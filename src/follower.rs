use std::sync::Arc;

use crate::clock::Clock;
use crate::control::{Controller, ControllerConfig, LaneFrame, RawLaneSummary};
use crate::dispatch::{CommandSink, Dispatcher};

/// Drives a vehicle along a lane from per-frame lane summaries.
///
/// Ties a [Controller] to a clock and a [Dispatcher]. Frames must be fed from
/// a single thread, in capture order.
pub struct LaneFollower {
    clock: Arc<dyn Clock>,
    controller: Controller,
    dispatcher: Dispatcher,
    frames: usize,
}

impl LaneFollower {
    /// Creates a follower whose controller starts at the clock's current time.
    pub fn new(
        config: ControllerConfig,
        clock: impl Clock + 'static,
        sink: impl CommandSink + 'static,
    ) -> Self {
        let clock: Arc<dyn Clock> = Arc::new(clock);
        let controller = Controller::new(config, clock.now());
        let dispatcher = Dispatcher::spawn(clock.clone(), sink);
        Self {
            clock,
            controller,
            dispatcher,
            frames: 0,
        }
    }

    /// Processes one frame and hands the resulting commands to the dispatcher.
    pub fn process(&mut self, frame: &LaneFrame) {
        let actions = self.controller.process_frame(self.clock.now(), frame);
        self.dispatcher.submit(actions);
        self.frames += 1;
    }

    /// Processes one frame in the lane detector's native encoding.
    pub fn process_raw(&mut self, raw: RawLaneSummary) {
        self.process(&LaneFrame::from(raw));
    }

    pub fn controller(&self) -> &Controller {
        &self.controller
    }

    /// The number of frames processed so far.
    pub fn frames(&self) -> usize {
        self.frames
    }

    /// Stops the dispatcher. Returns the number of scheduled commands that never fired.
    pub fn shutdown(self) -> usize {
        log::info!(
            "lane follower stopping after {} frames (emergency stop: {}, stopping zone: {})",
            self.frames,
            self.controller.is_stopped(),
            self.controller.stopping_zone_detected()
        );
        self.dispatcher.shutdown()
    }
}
= = = =
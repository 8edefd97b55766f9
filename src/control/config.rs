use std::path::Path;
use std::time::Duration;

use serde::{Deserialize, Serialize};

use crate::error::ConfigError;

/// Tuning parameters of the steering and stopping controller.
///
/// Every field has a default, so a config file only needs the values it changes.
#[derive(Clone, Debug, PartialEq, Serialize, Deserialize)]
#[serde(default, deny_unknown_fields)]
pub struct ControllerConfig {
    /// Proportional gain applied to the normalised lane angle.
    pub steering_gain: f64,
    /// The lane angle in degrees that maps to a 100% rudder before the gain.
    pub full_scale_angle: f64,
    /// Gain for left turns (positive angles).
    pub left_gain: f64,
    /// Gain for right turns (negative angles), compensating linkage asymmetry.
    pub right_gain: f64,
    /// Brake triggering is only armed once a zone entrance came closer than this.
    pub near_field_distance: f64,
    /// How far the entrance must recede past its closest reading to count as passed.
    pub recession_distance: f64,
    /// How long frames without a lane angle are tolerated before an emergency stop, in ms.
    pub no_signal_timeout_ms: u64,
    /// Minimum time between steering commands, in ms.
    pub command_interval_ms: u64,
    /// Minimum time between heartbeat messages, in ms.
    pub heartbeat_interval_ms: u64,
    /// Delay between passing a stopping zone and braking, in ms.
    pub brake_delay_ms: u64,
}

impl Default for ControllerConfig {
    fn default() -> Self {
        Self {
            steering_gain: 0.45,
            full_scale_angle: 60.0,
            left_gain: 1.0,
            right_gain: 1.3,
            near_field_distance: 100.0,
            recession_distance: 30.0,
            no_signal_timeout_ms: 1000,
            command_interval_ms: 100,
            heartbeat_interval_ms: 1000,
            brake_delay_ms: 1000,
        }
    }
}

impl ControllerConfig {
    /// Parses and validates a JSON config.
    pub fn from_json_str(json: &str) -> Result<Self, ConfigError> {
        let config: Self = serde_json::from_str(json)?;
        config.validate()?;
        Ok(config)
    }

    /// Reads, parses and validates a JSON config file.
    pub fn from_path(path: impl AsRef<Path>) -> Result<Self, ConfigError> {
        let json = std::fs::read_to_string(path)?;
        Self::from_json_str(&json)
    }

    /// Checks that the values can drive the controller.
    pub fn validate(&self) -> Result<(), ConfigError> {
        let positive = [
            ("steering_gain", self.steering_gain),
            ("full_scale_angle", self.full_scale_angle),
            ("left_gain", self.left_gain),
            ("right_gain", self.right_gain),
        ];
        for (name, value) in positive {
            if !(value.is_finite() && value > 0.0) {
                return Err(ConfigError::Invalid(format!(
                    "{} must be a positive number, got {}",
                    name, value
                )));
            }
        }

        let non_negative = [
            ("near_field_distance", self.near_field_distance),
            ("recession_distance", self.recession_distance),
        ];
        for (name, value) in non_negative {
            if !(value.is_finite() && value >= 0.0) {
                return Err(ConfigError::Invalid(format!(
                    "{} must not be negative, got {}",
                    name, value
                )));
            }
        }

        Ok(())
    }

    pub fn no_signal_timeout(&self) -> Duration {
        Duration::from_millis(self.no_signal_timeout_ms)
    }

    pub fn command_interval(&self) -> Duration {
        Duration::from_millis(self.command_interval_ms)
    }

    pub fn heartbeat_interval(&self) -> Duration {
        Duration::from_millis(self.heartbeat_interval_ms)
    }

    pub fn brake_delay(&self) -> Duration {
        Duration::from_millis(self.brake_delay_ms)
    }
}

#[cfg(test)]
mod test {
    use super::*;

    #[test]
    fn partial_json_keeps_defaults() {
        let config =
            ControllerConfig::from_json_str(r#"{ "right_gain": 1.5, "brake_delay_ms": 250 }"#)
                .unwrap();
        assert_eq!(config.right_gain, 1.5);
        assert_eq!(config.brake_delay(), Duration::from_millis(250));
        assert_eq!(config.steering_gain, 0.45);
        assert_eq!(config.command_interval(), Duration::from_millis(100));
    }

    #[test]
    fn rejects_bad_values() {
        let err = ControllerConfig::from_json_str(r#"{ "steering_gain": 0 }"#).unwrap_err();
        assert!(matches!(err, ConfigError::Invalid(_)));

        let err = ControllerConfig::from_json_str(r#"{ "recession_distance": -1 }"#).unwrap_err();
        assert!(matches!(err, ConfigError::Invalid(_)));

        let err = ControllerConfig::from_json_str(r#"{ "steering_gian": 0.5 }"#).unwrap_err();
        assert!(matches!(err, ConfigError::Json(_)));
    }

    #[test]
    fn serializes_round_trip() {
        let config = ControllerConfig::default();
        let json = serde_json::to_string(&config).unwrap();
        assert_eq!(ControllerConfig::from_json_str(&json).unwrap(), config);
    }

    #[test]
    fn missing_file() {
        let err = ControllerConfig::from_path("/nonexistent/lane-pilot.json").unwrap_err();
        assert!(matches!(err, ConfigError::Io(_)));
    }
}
= = = =
◆ **What the exercise asks**
Within the entries above, find each line where "before" appears; copy every one.

◆ **Output of the task**
    /// The lane angle in degrees that maps to a 100% rudder before the gain.
    /// How long frames without a lane angle are tolerated before an emergency stop, in ms.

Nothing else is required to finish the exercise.